The Joker: Merchandising! The WB cannot afford to lose your principal villain!

    • I can accept why Batman doesn't do it; Bruce already knows his psychological stability is problematic and thus can't trust himself to make justifiable homicide decisions. Batman's decision-making process has a justification for being irrational here, because 'irrational' is exactly what Bruce's slightly fractured psyche is. What I can't accept is why literally no one else on the planet has put a bullet in the Joker already. For goodness' sake, he has committed multiple acts of terrorism on US soil, resulting in mass casualty situations, using weapons of mass destruction. (Chemical is obvious, biological is covered by the Joker virus in 'Last Laugh', and he even went for nuclear once in a BIRDS OF PREY arc). The US government has invaded entire countries for less provocation.
  • In fact, most of Batman's Rogues Gallery never get killed off (in principle) no matter what happens to them. The common in-story explanation is Batman realizes he's quite capable of killing opponents, but doesn't trust himself not to come up with excuses to do it again if he can rationalize it the first time. Often forgotten is that other characters have been insistent on stopping Batman if they think he's really been tempted. Jim Gordon explicitly informs Batman that he, the police, and citizens of Gotham tolerate him because of his moral code, and would not hesitate to deal with him if this was broken.
    • To be fair, occasionally a Batman villain DOES get killed off (by someone other than Batman), but, alas, being a comic, Death Is Cheap and they end up coming back anyway.
    • Which Batman villains has this happened to? The only serious villains that come to mind are KGBeast and the Ventriloquist.
    • The Elseworld comic Kingdom Come's backstory in fact starts when a rising Superhero violates The Joker's own Joker Immunity. The Joker had just killed the entire staff of the Daily Planet - Lois Lane included. In a rare moment of competence, he's caught by the Metropolis Police. Magog shoots and kills the Joker as he's being taken in by the cops, in a scene that mirrors the shooting of Lee Harvey Oswald. When Magog is acquitted, and most civilians agree with Magog's move, Superman leaves in disgust. Magog's example is then used by all the new generation of superheroes as inspiration that they do not have to pull their punches.
    • Explicitly lampshaded in the Knightfall novelization, when Batman listed all several of the times Joker should've died:

Would the world finally be rid of the Joker? No way to be sure. Batman had seen him survive explosions, gunfire, electrocution falling from aircraft, and yes, even plunging to the bottom of the Gotham River. What reason was there to believe the odds would finally catch up with him?
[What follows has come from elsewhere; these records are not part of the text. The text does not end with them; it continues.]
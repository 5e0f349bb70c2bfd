// Copyright 2025 John Brosnihan
//
// Licensed under the Apache License, Version 2.0 (the "License");
// you may not use this file except in compliance with the License.
// You may obtain a copy of the License at
//
//     http://www.apache.org/licenses/LICENSE-2.0
//
// Unless required by applicable law or agreed to in writing, software
// distributed under the License is distributed on an "AS IS" BASIS,
// WITHOUT WARRANTIES OR CONDITIONS OF ANY KIND, either express or implied.
// See the License for the specific language governing permissions and
// limitations under the License.
//! Buoyancy and fluid drag
//!
//! Each registered body carries a [`FluidProbe`]: an outline in the body's
//! local frame. The submerged part of the body is traced by the outline
//! vertices inside the fluid plus the points where outline edges cross the
//! fluid boundary. The container only answers point queries, so crossings
//! are found by bisecting each edge that enters or leaves the fluid. The
//! controller applies
//!
//! - buoyancy `-gravity * density * area` at the submerged centroid,
//! - linear drag `-linear_drag * area * v` where `v` is the velocity of the
//!   body at that centroid,
//! - angular drag `-angular_drag * area * w`.

use std::any::Any;
use std::collections::HashMap;

use crate::controllers::api::{Controller, ControllerContext};
use crate::controllers::fluid::FluidContainer;
use crate::dynamics::BodyHandle;
use crate::error::{PhysicsError, Result};
use crate::math::{Aabb, Vec2};

/// Local-frame outline used to estimate how much of a body is submerged
#[derive(Debug, Clone, PartialEq)]
pub struct FluidProbe {
    vertices: Vec<Vec2>,
}

impl FluidProbe {
    /// Outline from vertices in counter-clockwise order
    ///
    /// # Errors
    ///
    /// Returns [`PhysicsError::InvalidBodyDef`] for fewer than three vertices
    /// or non-finite coordinates.
    pub fn new(vertices: Vec<Vec2>) -> Result<Self> {
        if vertices.len() < 3 {
            return Err(PhysicsError::InvalidBodyDef(format!(
                "fluid probe needs at least 3 vertices, got {}",
                vertices.len()
            )));
        }
        if !vertices.iter().all(|v| v.is_valid()) {
            return Err(PhysicsError::InvalidBodyDef(
                "fluid probe vertices must be finite".to_string(),
            ));
        }
        Ok(FluidProbe { vertices })
    }

    /// Box outline centered on the body origin with `subdivisions` samples
    /// per edge
    pub fn rectangle(half_width: f64, half_height: f64, subdivisions: usize) -> Self {
        let corners = [
            Vec2::new(-half_width, -half_height),
            Vec2::new(half_width, -half_height),
            Vec2::new(half_width, half_height),
            Vec2::new(-half_width, half_height),
        ];
        let n = subdivisions.max(1);
        let mut vertices = Vec::with_capacity(4 * n);
        for (i, &start) in corners.iter().enumerate() {
            let end = corners[(i + 1) % corners.len()];
            for k in 0..n {
                vertices.push(start + (end - start) * (k as f64 / n as f64));
            }
        }
        FluidProbe { vertices }
    }

    /// Outline vertices in the body's local frame
    pub fn vertices(&self) -> &[Vec2] {
        &self.vertices
    }
}

/// The submerged part of a body during the last update
#[derive(Debug, Clone, Copy, PartialEq)]
pub struct Submersion {
    /// Submerged area
    pub area: f64,
    /// World-space centroid of the submerged area
    pub centroid: Vec2,
}

/// Bisection steps used to locate a fluid boundary crossing on an edge
const CROSSING_ITERATIONS: usize = 48;

/// Point on the segment from `inside` to `outside` where it leaves the fluid
fn boundary_crossing(container: &dyn FluidContainer, mut inside: Vec2, mut outside: Vec2) -> Vec2 {
    for _ in 0..CROSSING_ITERATIONS {
        let mid = (inside + outside) * 0.5;
        if container.contains(mid) {
            inside = mid;
        } else {
            outside = mid;
        }
    }
    inside
}

/// Submerged part of a world-space outline, in outline order
fn submerged_outline(container: &dyn FluidContainer, outline: &[Vec2]) -> Vec<Vec2> {
    let wet: Vec<bool> = outline.iter().map(|&p| container.contains(p)).collect();
    let mut points = Vec::with_capacity(outline.len() + 2);

    for i in 0..outline.len() {
        let j = (i + 1) % outline.len();
        let (p, q) = (outline[i], outline[j]);
        if wet[i] {
            points.push(p);
        }
        if wet[i] != wet[j] {
            let crossing = if wet[i] {
                boundary_crossing(container, p, q)
            } else {
                boundary_crossing(container, q, p)
            };
            // A vertex lying on the boundary already is its own crossing
            if crossing != p && crossing != q {
                points.push(crossing);
            }
        }
    }
    points
}

/// Area and centroid of a simple polygon, `None` if degenerate
fn polygon_mass(points: &[Vec2]) -> Option<Submersion> {
    if points.len() < 3 {
        return None;
    }
    // Relative to the first vertex for precision
    let origin = points[0];
    let mut twice_area = 0.0;
    let mut weighted = Vec2::ZERO;
    for i in 1..points.len() - 1 {
        let e1 = points[i] - origin;
        let e2 = points[i + 1] - origin;
        let d = e1.cross(e2);
        twice_area += d;
        weighted += d * (e1 + e2);
    }
    if twice_area.abs() <= f64::EPSILON {
        return None;
    }
    Some(Submersion {
        area: 0.5 * twice_area.abs(),
        centroid: origin + weighted * (1.0 / (3.0 * twice_area)),
    })
}

/// Applies buoyancy and drag to bodies inside a fluid region
pub struct BuoyancyController {
    name: String,
    container: Box<dyn FluidContainer>,
    density: f64,
    linear_drag: f64,
    angular_drag: f64,
    probes: Vec<(BodyHandle, FluidProbe)>,
    submerged: HashMap<BodyHandle, Submersion>,
}

impl BuoyancyController {
    /// Create a controller for `container` filled with fluid of `density`
    ///
    /// # Errors
    ///
    /// Returns [`PhysicsError::InvalidSettings`] if `density` is negative or
    /// not finite.
    pub fn new(container: impl FluidContainer + 'static, density: f64) -> Result<Self> {
        check_coefficient("density", density)?;
        Ok(BuoyancyController {
            name: "buoyancy".to_string(),
            container: Box::new(container),
            density,
            linear_drag: 0.0,
            angular_drag: 0.0,
            probes: Vec::new(),
            submerged: HashMap::new(),
        })
    }

    /// Set the drag coefficients
    ///
    /// # Errors
    ///
    /// Returns [`PhysicsError::InvalidSettings`] for negative or non-finite
    /// coefficients.
    pub fn with_drag(mut self, linear: f64, angular: f64) -> Result<Self> {
        check_coefficient("linear drag", linear)?;
        check_coefficient("angular drag", angular)?;
        self.linear_drag = linear;
        self.angular_drag = angular;
        Ok(self)
    }

    /// Rename, so several fluid regions can be attached to one world
    pub fn with_name(mut self, name: impl Into<String>) -> Self {
        self.name = name.into();
        self
    }

    /// Make `body` subject to this fluid, replacing any previous probe
    pub fn add_body(&mut self, body: BodyHandle, probe: FluidProbe) {
        self.remove_body(body);
        self.probes.push((body, probe));
    }

    /// Stop affecting `body`; returns whether it was registered
    pub fn remove_body(&mut self, body: BodyHandle) -> bool {
        let before = self.probes.len();
        self.probes.retain(|(handle, _)| *handle != body);
        self.submerged.remove(&body);
        self.probes.len() != before
    }

    /// Number of bodies subject to this fluid
    pub fn body_count(&self) -> usize {
        self.probes.len()
    }

    /// Fluid density
    pub fn density(&self) -> f64 {
        self.density
    }

    /// Submerged part of `body` found by the last update, if any
    pub fn submersion(&self, body: BodyHandle) -> Option<Submersion> {
        self.submerged.get(&body).copied()
    }
}

fn check_coefficient(what: &str, value: f64) -> Result<()> {
    if value >= 0.0 && value.is_finite() {
        Ok(())
    } else {
        Err(PhysicsError::InvalidSettings(format!(
            "{} must be non-negative and finite, got {}",
            what, value
        )))
    }
}

impl Controller for BuoyancyController {
    fn name(&self) -> &str {
        &self.name
    }

    fn version(&self) -> &str {
        "1.0.0"
    }

    fn update(&mut self, context: &mut ControllerContext) -> std::result::Result<(), String> {
        let gravity = context.gravity();
        self.submerged.clear();

        for (handle, probe) in &self.probes {
            let Some(body) = context.body_mut(*handle) else {
                continue;
            };
            if !body.is_dynamic() {
                continue;
            }

            let outline: Vec<Vec2> = probe.vertices.iter().map(|&v| body.world_point(v)).collect();
            let Some(bounds) = Aabb::from_points(outline.iter().copied()) else {
                continue;
            };
            if !self.container.intersects(&bounds) {
                continue;
            }

            let inside = submerged_outline(self.container.as_ref(), &outline);
            let Some(submersion) = polygon_mass(&inside) else {
                continue;
            };

            let buoyancy = -self.density * submersion.area * gravity;
            body.apply_force_at_point(buoyancy, submersion.centroid);

            let velocity = body.linear_velocity_from_world_point(submersion.centroid);
            body.apply_force_at_point(-self.linear_drag * submersion.area * velocity, submersion.centroid);
            body.apply_torque(-self.angular_drag * submersion.area * body.angular_velocity());

            self.submerged.insert(*handle, submersion);
        }

        Ok(())
    }

    fn as_any(&self) -> &dyn Any {
        self
    }

    fn as_any_mut(&mut self) -> &mut dyn Any {
        self
    }
}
    • And yet averted in the DCAU, where Joker is actually killed by Tim Drake, even if Joker put a microchip into Drake that turned him into the Joker many years later. However, Harley falls to her "death" in the same sequence, and later turns out to be the grandmother of two of the Jokerz. And she's very disappointed in them for turning to a life of crime.
      • Averted once again in the 1989 Batman film, where Joker unambiguously dies by falling off the top of Gotham Cathedral and breaking his skull on the pavement. They even have a long, rotating Dies Wide Open shot to hammer it in.
      • Similarly, other live-action Batman films have done this to other villains. Two-Face dies in both The Dark Knight and Batman Forever, The Penguin dies in Batman Returns and Ra's Al Ghul apparently dies in Batman Begins, though we can't be too sure about that one yet.
      • And in The Dark Knight Returns where The Joker kills himself just so Batman will be blamed for it.

Batman: How many people have I murdered by letting you live?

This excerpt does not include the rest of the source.